The amplicon of such probe is therefore*:
5'-AGTAGGTTGTATAGTTGGGCAACCTACTACCTCAGGGGGGGGCTATACAATGAGGT-3’
where:
the sequence in bold is the one which is complementary to the gRNA (except for two mismatches, which is highlighted) and the region in red is the PAM sequence (in this case single stranded).
We emphasize here that the PAM sequence is on a single-stranded part of the amplicon (the one complementary to the large loop of the probe): therefore, such single-stranded PAM can only be present on the amplicon, and not on the probe itself (as would have been instead if the PAM was on a double stranded part).
The gRNA sequence (as indicated by Qiu et al.) is:
5’-ACUGUACAAACUACU|ACCUCA(GUUUUAGAGCUAGAAAUAGCAAGUUAAAAUAAGGCUAGUCCG) -3’

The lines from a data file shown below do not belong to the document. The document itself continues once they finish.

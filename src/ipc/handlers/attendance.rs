use crate::attendance::{self, BulkAttendanceOutcome, BulkAttendanceRequest};
use crate::error::ServiceResult;
use crate::ipc::helpers::{db_conn, parse_params, respond};
use crate::ipc::types::{AppState, Request};

fn bulk_mark(state: &AppState, req: &Request) -> ServiceResult<BulkAttendanceOutcome> {
    let params: BulkAttendanceRequest = parse_params(req)?;
    let conn = db_conn(state)?;
    attendance::bulk_mark(conn, &params)
}

pub fn try_handle(state: &mut AppState, req: &Request) -> Option<serde_json::Value> {
    match req.method.as_str() {
        "attendance.bulkMark" => Some(respond(req, bulk_mark(state, req))),
        _ => None,
    }
}
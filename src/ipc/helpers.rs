use crate::error::{ServiceError, ServiceResult};
use crate::ipc::error::{ok, service_err};
use crate::ipc::types::{AppState, Request};
use rusqlite::Connection;
use serde::de::DeserializeOwned;
use serde::Serialize;

pub fn db_conn(state: &AppState) -> ServiceResult<&Connection> {
    state.db.as_ref().ok_or(ServiceError::NoWorkspace)
}

/// Missing `params` decodes like an empty object.
pub fn parse_params<T: DeserializeOwned>(req: &Request) -> ServiceResult<T> {
    let raw = if req.params.is_null() {
        serde_json::Value::Object(Default::default())
    } else {
        req.params.clone()
    };
    serde_json::from_value(raw).map_err(|e| ServiceError::bad_params(format!("invalid params: {}", e)))
}

pub fn respond<T: Serialize>(req: &Request, result: ServiceResult<T>) -> serde_json::Value {
    let outcome = result.and_then(|value| {
        serde_json::to_value(value)
            .map_err(|e| ServiceError::Unavailable(format!("failed to encode result: {}", e)))
    });
    match outcome {
        Ok(value) => ok(&req.id, value),
        Err(e) => {
            if e.status() >= 500 {
                tracing::error!(id = %req.id, method = %req.method, code = e.code(), error = %e, "request failed");
            } else {
                tracing::debug!(id = %req.id, method = %req.method, code = e.code(), error = %e, "request rejected");
            }
            service_err(&req.id, &e)
        }
    }
}
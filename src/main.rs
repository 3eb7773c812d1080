mod attendance;
mod calc;
mod config;
mod db;
mod error;
mod ipc;
mod logging;
mod records;
mod reports;
#[cfg(test)]
mod test_support;

use clap::Parser;
use std::io::{self, BufRead, Write};

fn main() {
    let cli = config::Cli::parse();
    logging::init(cli.log_format);

    let mut state = ipc::AppState::new(cli.report_settings());
    if let Some(path) = cli.workspace.clone() {
        if let Err(e) = ipc::select_workspace(&mut state, path) {
            tracing::error!(error = ?e, "failed to open startup workspace");
        }
    }
    tracing::info!(version = env!("CARGO_PKG_VERSION"), "campusd ready");

    let stdin = io::stdin();
    let mut input = stdin.lock();
    let mut stdout = io::stdout();
    let mut buf = Vec::new();

    loop {
        buf.clear();
        match input.read_until(b'\n', &mut buf) {
            Ok(0) => break,
            Ok(_) => {}
            Err(e) => {
                tracing::warn!(error = %e, "stdin read failed");
                break;
            }
        }

        let resp = match String::from_utf8(std::mem::take(&mut buf)) {
            Ok(line) if line.trim().is_empty() => continue,
            Ok(line) => match serde_json::from_str::<ipc::Request>(&line) {
                Ok(req) => ipc::handle_request(&mut state, req),
                // No id to echo back.
                Err(e) => ipc::err("", "bad_json", 400, e.to_string(), None),
            },
            Err(e) => {
                tracing::warn!(error = %e, "request line is not valid UTF-8");
                ipc::err("", "bad_json", 400, format!("request is not valid UTF-8: {}", e), None)
            }
        };
        let _ = writeln!(
            stdout,
            "{}",
            serde_json::to_string(&resp).unwrap_or_else(|_| "{\"ok\":false}".to_string())
        );
        let _ = stdout.flush();
    }
    tracing::info!("campusd shutting down");
}
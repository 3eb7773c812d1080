mod error;
mod handlers;
mod helpers;
mod router;
mod types;

pub use error::err;
pub use router::handle_request;
pub use types::{AppState, Request};
pub use handlers::core::select_workspace;
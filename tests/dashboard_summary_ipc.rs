use serde_json::json;
use std::io::{BufRead, BufReader, Write};
use std::path::Path;
use std::process::{Child, ChildStdin, ChildStdout, Command, Stdio};

fn spawn_sidecar() -> (Child, ChildStdin, BufReader<ChildStdout>) {
    let exe = env!("CARGO_BIN_EXE_campusd");
    let mut child = Command::new(exe)
        .stdin(Stdio::piped())
        .stdout(Stdio::piped())
        .stderr(Stdio::null())
        .spawn()
        .expect("spawn campusd");
    let stdin = child.stdin.take().expect("child stdin");
    let stdout = child.stdout.take().expect("child stdout");
    (child, stdin, BufReader::new(stdout))
}

fn request(
    stdin: &mut ChildStdin,
    reader: &mut BufReader<ChildStdout>,
    id: &str,
    method: &str,
    params: serde_json::Value,
) -> serde_json::Value {
    let payload = json!({
        "id": id,
        "method": method,
        "params": params,
    });
    writeln!(stdin, "{}", payload).expect("write request");
    stdin.flush().expect("flush request");

    let mut line = String::new();
    reader.read_line(&mut line).expect("read response line");
    let value: serde_json::Value = serde_json::from_str(line.trim()).expect("parse response json");
    assert_eq!(value.get("id").and_then(|v| v.as_str()), Some(id));
    value
}

fn request_ok(
    stdin: &mut ChildStdin,
    reader: &mut BufReader<ChildStdout>,
    id: &str,
    method: &str,
    params: serde_json::Value,
) -> serde_json::Value {
    let value = request(stdin, reader, id, method, params);
    assert_eq!(
        value.get("ok").and_then(|v| v.as_bool()),
        Some(true),
        "{} failed: {}",
        method,
        value
    );
    value.get("result").cloned().unwrap_or_else(|| json!({}))
}

fn seed_workspace(workspace: &Path) {
    let conn = rusqlite::Connection::open(workspace.join("campus.sqlite3")).expect("open seed db");
    conn.execute_batch(include_str!("fixtures/academics_seed.sql"))
        .expect("seed");
}

fn open_seeded() -> (tempfile::TempDir, Child, ChildStdin, BufReader<ChildStdout>) {
    let workspace = tempfile::tempdir().expect("tempdir");
    let (child, mut stdin, mut reader) = spawn_sidecar();
    request_ok(
        &mut stdin,
        &mut reader,
        "ws",
        "workspace.select",
        json!({ "path": workspace.path().to_string_lossy() }),
    );
    seed_workspace(workspace.path());
    (workspace, child, stdin, reader)
}

fn ids(list: &serde_json::Value, key: &str) -> Vec<i64> {
    list.as_array()
        .expect("array")
        .iter()
        .map(|row| row[key].as_i64().expect("id"))
        .collect()
}

#[test]
fn summary_counts_active_records_and_groups_departments() {
    let (_ws, mut child, mut stdin, mut reader) = open_seeded();

    let summary = request_ok(&mut stdin, &mut reader, "1", "dashboard.summary", json!({}));
    assert_eq!(summary["students"], json!(5));
    assert_eq!(summary["courses"], json!(2));
    assert_eq!(summary["teachers"], json!(2));
    assert_eq!(summary["departments"], json!(3));

    let by_department: Vec<(String, i64)> = summary["by_department"]
        .as_array()
        .expect("by_department")
        .iter()
        .map(|d| {
            (
                d["department"].as_str().expect("name").to_string(),
                d["count"].as_i64().expect("count"),
            )
        })
        .collect();
    assert_eq!(
        by_department,
        vec![
            ("Computer Science".to_string(), 2),
            ("History".to_string(), 0),
            ("Mathematics".to_string(), 3),
        ]
    );

    assert_eq!(
        ids(&summary["recent_enrollments"], "enrollment_id"),
        vec![2, 4, 3, 8, 7, 1, 6, 5]
    );
    assert_eq!(summary["recent_enrollments"][0]["student_name"], json!("Alice Adams"));
    assert_eq!(summary["recent_enrollments"][0]["course_code"], json!("MATH201"));

    let courses = summary["course_enrollment"].as_array().expect("courses");
    assert_eq!(courses.len(), 2);
    assert_eq!(courses[0]["course_code"], json!("CS101"));
    assert_eq!(courses[0]["enrolled"], json!(4));
    assert_eq!(courses[0]["available_slots"], json!(26));
    assert_eq!(courses[1]["course_code"], json!("MATH201"));
    assert_eq!(courses[1]["available_slots"], json!(0));

    let letters: Vec<(String, u64)> = summary["grade_distribution"]
        .as_array()
        .expect("distribution")
        .iter()
        .map(|l| {
            (
                l["letter"].as_str().expect("letter").to_string(),
                l["count"].as_u64().expect("count"),
            )
        })
        .collect();
    assert_eq!(
        letters,
        vec![
            ("A".to_string(), 3),
            ("B".to_string(), 2),
            ("C".to_string(), 1),
            ("D".to_string(), 0),
            ("F".to_string(), 0),
        ]
    );
    assert_eq!(summary["average_attendance"], json!(69.23));

    drop(stdin);
    let _ = child.wait();
}

#[test]
fn since_and_limit_shape_the_recent_list() {
    let (_ws, mut child, mut stdin, mut reader) = open_seeded();

    let summary = request_ok(
        &mut stdin,
        &mut reader,
        "1",
        "dashboard.summary",
        json!({ "since": "2024-01-01" }),
    );
    assert_eq!(
        ids(&summary["recent_enrollments"], "enrollment_id"),
        vec![2, 4, 3, 8, 7, 1]
    );
    assert_eq!(summary["recent_enrollment_count"], json!(6));
    assert_eq!(summary["window_start"], json!("2024-01-01"));

    let summary = request_ok(
        &mut stdin,
        &mut reader,
        "2",
        "dashboard.summary",
        json!({ "since": "2024-01-01", "limit": 2 }),
    );
    assert_eq!(ids(&summary["recent_enrollments"], "enrollment_id"), vec![2, 4]);
    assert_eq!(summary["recent_enrollment_count"], json!(6));

    drop(stdin);
    let _ = child.wait();
}

#[test]
fn invalid_dashboard_params_are_rejected() {
    let (_ws, mut child, mut stdin, mut reader) = open_seeded();

    for (id, params) in [
        ("1", json!({ "limit": 0 })),
        ("2", json!({ "limit": 501 })),
        ("3", json!({ "since": "last tuesday" })),
        ("4", json!({ "limt": 5 })),
    ] {
        let resp = request(&mut stdin, &mut reader, id, "dashboard.summary", params);
        assert_eq!(resp["ok"], json!(false));
        assert_eq!(resp["error"]["code"], json!("bad_params"));
        assert_eq!(resp["error"]["status"], json!(400));
    }

    drop(stdin);
    let _ = child.wait();
}

#[test]
fn empty_workspace_reports_zeroes_and_nulls() {
    let workspace = tempfile::tempdir().expect("tempdir");
    let (mut child, mut stdin, mut reader) = spawn_sidecar();
    request_ok(
        &mut stdin,
        &mut reader,
        "ws",
        "workspace.select",
        json!({ "path": workspace.path().to_string_lossy() }),
    );

    let summary = request_ok(&mut stdin, &mut reader, "1", "dashboard.summary", json!({}));
    assert_eq!(summary["students"], json!(0));
    assert_eq!(summary["by_department"], json!([]));
    assert_eq!(summary["recent_enrollments"], json!([]));
    assert!(summary["average_attendance"].is_null());
    assert_eq!(summary["grade_distribution"].as_array().map(|a| a.len()), Some(5));

    drop(stdin);
    let _ = child.wait();
}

with the scaffold region indicated in parentheses. The region out of the brackets is the spacer, binding to the amplicon, and the sequence in italic corresponds in particular to the part of the spacer binding on the loop of the amplicon (with the rest of the spacer binding to the stem). The sign | indicates the position where the gRNA binds to the point on the amplicon where each new "copy" of the amplicon is considered to start (i.e. the point where the 3' of a "subunit" of the amplicon and the 5' of the successive subunit are linked together).
More specifically, we can notice that in this design the spacer coincides with the reverse complement of let-7a, with the exception of the two mismatches and of a missing A at the beginning. The template of the gRNA for Cas9 would therefore be:
5'-[reverse complement of miRNA]-[scaffold]-3'
The expected interaction between amplicon and gRNA is outlined in the figure below:
We can observe how the PAM sequence (in red in the figure) is located at the very beginning of the large loop in the amplicon, whereas the gRNA binds to the whole stem part and partially to the small loop.
* Here and after, when referring to the "amplicon sequence", we only show one single copy of the reverse transcript of the probe. The actual amplicon, by definition of Rolling Circle Amplification, is of course made instead of sequential copies of this "unitary" sequence.